Another limit however has always discouraged its usage: you cannot take snapshots. Every backup solution based on VMware VADP libraries use snapshots, and Veeam is no different. So, it’s not possible to backup FT VMs via snapshots.

Is there any different method?

So far, best practices always suggested to use FT only on really needed VMs, both because of snapshots problems, both for the additional load on the infrastructure, and also for the dedicated network you need to have to sync primary and secondary VM.
To backup them, we all have used classic solutions with agents deployed inside the Guest OS, just like we would have done for a physical server.
During the last VMworld US 2012, VMware showed the future version of FT, that will allow multi-processors and snapshots; this article maybe will be obsolete in the future. But while the new FT version is not available, we have to deal with the snapshots problems.

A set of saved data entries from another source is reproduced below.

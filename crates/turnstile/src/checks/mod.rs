//! The closed set of named validation checks.
//!
//! Every built-in validator a chain can carry is one variant of
//! [`CheckKind`]; dispatch is a plain `match` over the enum, so an unknown
//! check name is unrepresentable. The predicates themselves are pure
//! `(&str, params) -> bool` functions grouped by category:
//!
//! - [`string`] — character-class and length checks
//! - [`numeric`] — integer/float parsing and range checks
//! - [`format`] — email, URL, UUID, ISO 8601, hex, Base64, JSON, slug
//! - [`network`] — IP, port, hostname, MAC address

pub(crate) mod format;
pub(crate) mod network;
pub(crate) mod numeric;
pub(crate) mod string;

use regex::Regex;

/// Optional integer bounds for [`CheckKind::IsInt`].
#[derive(Debug, Clone, Copy, Default, PartialEq, Eq)]
pub struct IntRange {
    pub min: Option<i64>,
    pub max: Option<i64>,
}

impl IntRange {
    /// Bounds from an inclusive min/max pair.
    #[must_use]
    pub const fn between(min: i64, max: i64) -> Self {
        Self {
            min: Some(min),
            max: Some(max),
        }
    }
}

/// Optional float bounds for [`CheckKind::IsFloat`].
#[derive(Debug, Clone, Copy, Default, PartialEq)]
pub struct FloatRange {
    pub min: Option<f64>,
    pub max: Option<f64>,
}

/// Optional character-count bounds for [`CheckKind::IsLength`].
#[derive(Debug, Clone, Copy, Default, PartialEq, Eq)]
pub struct LengthRange {
    pub min: Option<usize>,
    pub max: Option<usize>,
}

impl LengthRange {
    /// Bounds from an inclusive min/max pair.
    #[must_use]
    pub const fn between(min: usize, max: usize) -> Self {
        Self {
            min: Some(min),
            max: Some(max),
        }
    }
}

/// One named validation check, with its parameters.
#[derive(Debug, Clone)]
pub enum CheckKind {
    IsInt(IntRange),
    IsFloat(FloatRange),
    IsBoolean,
    IsNumeric,
    IsAlpha,
    IsAlphanumeric,
    IsAscii,
    IsLowercase,
    IsUppercase,
    IsLength(LengthRange),
    NotEmpty,
    Matches(Regex),
    IsIn(Vec<String>),
    Contains(String),
    Equals(String),
    StartsWith(String),
    EndsWith(String),
    IsEmail,
    IsUrl,
    IsUuid,
    IsIso8601,
    IsIp,
    IsIpv4,
    IsIpv6,
    IsPort,
    IsHostname,
    IsMacAddress,
    IsHex,
    IsBase64,
    IsJson,
    IsSlug,
    IsDivisibleBy(i64),
}

impl CheckKind {
    /// Runs the check against the rendered working value.
    #[must_use]
    pub fn run(&self, input: &str) -> bool {
        match self {
            Self::IsInt(range) => numeric::is_int(input, *range),
            Self::IsFloat(range) => numeric::is_float(input, *range),
            Self::IsBoolean => numeric::is_boolean(input),
            Self::IsNumeric => string::is_numeric(input),
            Self::IsAlpha => string::is_alpha(input),
            Self::IsAlphanumeric => string::is_alphanumeric(input),
            Self::IsAscii => input.is_ascii(),
            Self::IsLowercase => string::is_lowercase(input),
            Self::IsUppercase => string::is_uppercase(input),
            Self::IsLength(range) => string::is_length(input, *range),
            Self::NotEmpty => !input.is_empty(),
            Self::Matches(pattern) => pattern.is_match(input),
            Self::IsIn(values) => values.iter().any(|v| v == input),
            Self::Contains(needle) => input.contains(needle.as_str()),
            Self::Equals(expected) => input == expected,
            Self::StartsWith(prefix) => input.starts_with(prefix.as_str()),
            Self::EndsWith(suffix) => input.ends_with(suffix.as_str()),
            Self::IsEmail => format::is_email(input),
            Self::IsUrl => format::is_url(input),
            Self::IsUuid => format::is_uuid(input),
            Self::IsIso8601 => format::parse_iso8601(input).is_some(),
            Self::IsIp => network::is_ip(input),
            Self::IsIpv4 => network::is_ipv4(input),
            Self::IsIpv6 => network::is_ipv6(input),
            Self::IsPort => network::is_port(input),
            Self::IsHostname => network::is_hostname(input),
            Self::IsMacAddress => network::is_mac_address(input),
            Self::IsHex => format::is_hex(input),
            Self::IsBase64 => format::is_base64(input),
            Self::IsJson => format::is_json(input),
            Self::IsSlug => format::is_slug(input),
            Self::IsDivisibleBy(n) => numeric::is_divisible_by(input, *n),
        }
    }

    /// Stable snake_case name, used in logs.
    #[must_use]
    pub const fn name(&self) -> &'static str {
        match self {
            Self::IsInt(_) => "is_int",
            Self::IsFloat(_) => "is_float",
            Self::IsBoolean => "is_boolean",
            Self::IsNumeric => "is_numeric",
            Self::IsAlpha => "is_alpha",
            Self::IsAlphanumeric => "is_alphanumeric",
            Self::IsAscii => "is_ascii",
            Self::IsLowercase => "is_lowercase",
            Self::IsUppercase => "is_uppercase",
            Self::IsLength(_) => "is_length",
            Self::NotEmpty => "not_empty",
            Self::Matches(_) => "matches",
            Self::IsIn(_) => "is_in",
            Self::Contains(_) => "contains",
            Self::Equals(_) => "equals",
            Self::StartsWith(_) => "starts_with",
            Self::EndsWith(_) => "ends_with",
            Self::IsEmail => "is_email",
            Self::IsUrl => "is_url",
            Self::IsUuid => "is_uuid",
            Self::IsIso8601 => "is_iso8601",
            Self::IsIp => "is_ip",
            Self::IsIpv4 => "is_ipv4",
            Self::IsIpv6 => "is_ipv6",
            Self::IsPort => "is_port",
            Self::IsHostname => "is_hostname",
            Self::IsMacAddress => "is_mac_address",
            Self::IsHex => "is_hex",
            Self::IsBase64 => "is_base64",
            Self::IsJson => "is_json",
            Self::IsSlug => "is_slug",
            Self::IsDivisibleBy(_) => "is_divisible_by",
        }
    }

    /// Default human-readable failure text, used when the chain carries no
    /// custom message for this check.
    #[must_use]
    pub fn default_message(&self) -> String {
        match self {
            Self::IsInt(_) => "Must be an integer".into(),
            Self::IsFloat(_) => "Must be a number".into(),
            Self::IsBoolean => "Must be a boolean".into(),
            Self::IsNumeric => "Must contain only digits".into(),
            Self::IsAlpha => "Must contain only letters".into(),
            Self::IsAlphanumeric => "Must contain only letters and numbers".into(),
            Self::IsAscii => "Must contain only ASCII characters".into(),
            Self::IsLowercase => "Must be lowercase".into(),
            Self::IsUppercase => "Must be uppercase".into(),
            Self::IsLength(range) => match (range.min, range.max) {
                (Some(min), Some(max)) => {
                    format!("Length must be between {min} and {max}")
                }
                (Some(min), None) => format!("Length must be at least {min}"),
                (None, Some(max)) => format!("Length must be at most {max}"),
                (None, None) => "Invalid length".into(),
            },
            Self::NotEmpty => "Must not be empty".into(),
            Self::Matches(pattern) => format!("Must match pattern '{pattern}'"),
            Self::IsIn(values) => format!("Must be one of: {}", values.join(", ")),
            Self::Contains(needle) => format!("Must contain '{needle}'"),
            Self::Equals(expected) => format!("Must equal '{expected}'"),
            Self::StartsWith(prefix) => format!("Must start with '{prefix}'"),
            Self::EndsWith(suffix) => format!("Must end with '{suffix}'"),
            Self::IsEmail => "Must be a valid email address".into(),
            Self::IsUrl => "Must be a valid URL".into(),
            Self::IsUuid => "Must be a valid UUID".into(),
            Self::IsIso8601 => "Must be a valid ISO 8601 date".into(),
            Self::IsIp => "Must be a valid IP address".into(),
            Self::IsIpv4 => "Must be a valid IPv4 address".into(),
            Self::IsIpv6 => "Must be a valid IPv6 address".into(),
            Self::IsPort => "Must be a valid port number".into(),
            Self::IsHostname => "Must be a valid hostname".into(),
            Self::IsMacAddress => "Must be a valid MAC address".into(),
            Self::IsHex => "Must be a hexadecimal string".into(),
            Self::IsBase64 => "Must be a Base64 string".into(),
            Self::IsJson => "Must be valid JSON".into(),
            Self::IsSlug => "Must be a URL-safe slug".into(),
            Self::IsDivisibleBy(n) => format!("Must be divisible by {n}"),
        }
    }
}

There could be another way for doing backups? Maybe yes. Or even two ways!


Common method

If you take an FT-enabled VM, and you disable FT for a while, you will find out you can then snapshot it, and so do a backup. You are obviously “cheating”, since during backup operations this VM is NOT protected by FT. There are situations where 1 hour of FT non protection is acceptable, maybe because you do it during non working hours, while is other situations you cannot allow not even a single minute of non protection. This is up to you.

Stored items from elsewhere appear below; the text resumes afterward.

//! Integer, float and boolean predicates over string input.

use super::{FloatRange, IntRange};

/// Parses as an `i64` (optional leading sign) and falls inside the bounds.
pub(crate) fn is_int(input: &str, range: IntRange) -> bool {
    let Ok(n) = input.parse::<i64>() else {
        return false;
    };
    range.min.is_none_or(|min| n >= min) && range.max.is_none_or(|max| n <= max)
}

/// Parses as a finite `f64` and falls inside the bounds.
pub(crate) fn is_float(input: &str, range: FloatRange) -> bool {
    let Ok(n) = input.parse::<f64>() else {
        return false;
    };
    if !n.is_finite() {
        return false;
    }
    range.min.is_none_or(|min| n >= min) && range.max.is_none_or(|max| n <= max)
}

/// One of the four conventional boolean spellings.
pub(crate) fn is_boolean(input: &str) -> bool {
    matches!(input, "true" | "false" | "1" | "0")
}

/// Parses as an `i64` and divides evenly by `n`. Never true for `n == 0`.
pub(crate) fn is_divisible_by(input: &str, n: i64) -> bool {
    if n == 0 {
        return false;
    }
    input.parse::<i64>().is_ok_and(|v| v % n == 0)
}

#[cfg(test)]
mod tests {
    use super::*;

    #[test]
    fn int_respects_bounds() {
        assert!(is_int("42", IntRange::default()));
        assert!(is_int("-3", IntRange::default()));
        assert!(is_int("50", IntRange::between(1, 100)));
        assert!(!is_int("150", IntRange::between(1, 100)));
        assert!(!is_int("1.5", IntRange::default()));
        assert!(!is_int("abc", IntRange::default()));
    }

    #[test]
    fn float_rejects_non_finite() {
        assert!(is_float("1.5", FloatRange::default()));
        assert!(is_float("-0.25", FloatRange::default()));
        assert!(!is_float("inf", FloatRange::default()));
        assert!(!is_float("NaN", FloatRange::default()));
        assert!(!is_float(
            "2.0",
            FloatRange {
                min: None,
                max: Some(1.0)
            }
        ));
    }

    #[test]
    fn boolean_spellings() {
        for ok in ["true", "false", "1", "0"] {
            assert!(is_boolean(ok));
        }
        assert!(!is_boolean("yes"));
        assert!(!is_boolean("TRUE"));
    }

    #[test]
    fn divisibility() {
        assert!(is_divisible_by("15", 5));
        assert!(!is_divisible_by("16", 5));
        assert!(!is_divisible_by("15", 0));
        assert!(!is_divisible_by("abc", 5));
    }
}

If you can disable FT for a while, then you can automate the whole operation with three PowerShell scripts. Cody Bunch has already showed in this article how to disable and enable FT via Powershell. You then only need another Powershell script, to run Veeam backup, and you will only need to use this cmdlet

Start-VBRJob -name job_name

Once backup is complete, you will then run Cody’s code to re-enable FT.


If you have HP LeftHand and Veeam Backup 6.5

When Veeam Backup and Replication 6.5 will be available (4th quarter of 2012), HP LeftHand owners will have another workaround by leveraging SanSnap Restore. I already described this feature here. I also saw a demo at VMworld US 2012, and is fascinating:

Basically, it uses the best of two solutions: fast san-based snapshots, avoiding san restore complexity. Why it can be useful to backup FT VMs? Probably you already understood where I’m headed: you can use SAN snapshots to bypass vSphere snapshots problems, create a crash consistent copy of that VM, and then be able to restore it.

There are limits in this solutions, different from the first method but nonetheless less important: the worst is snapshots are saved on the same storage where VMs are executed. If you loose the storage, you loose both VMs and their copies. Your due diligence should plan also standard backup to be safe. For Veeam guys reading this, a suggestion for further improvements of SanSnap: the ability to extract a backup copy directly from the san snapshot ;).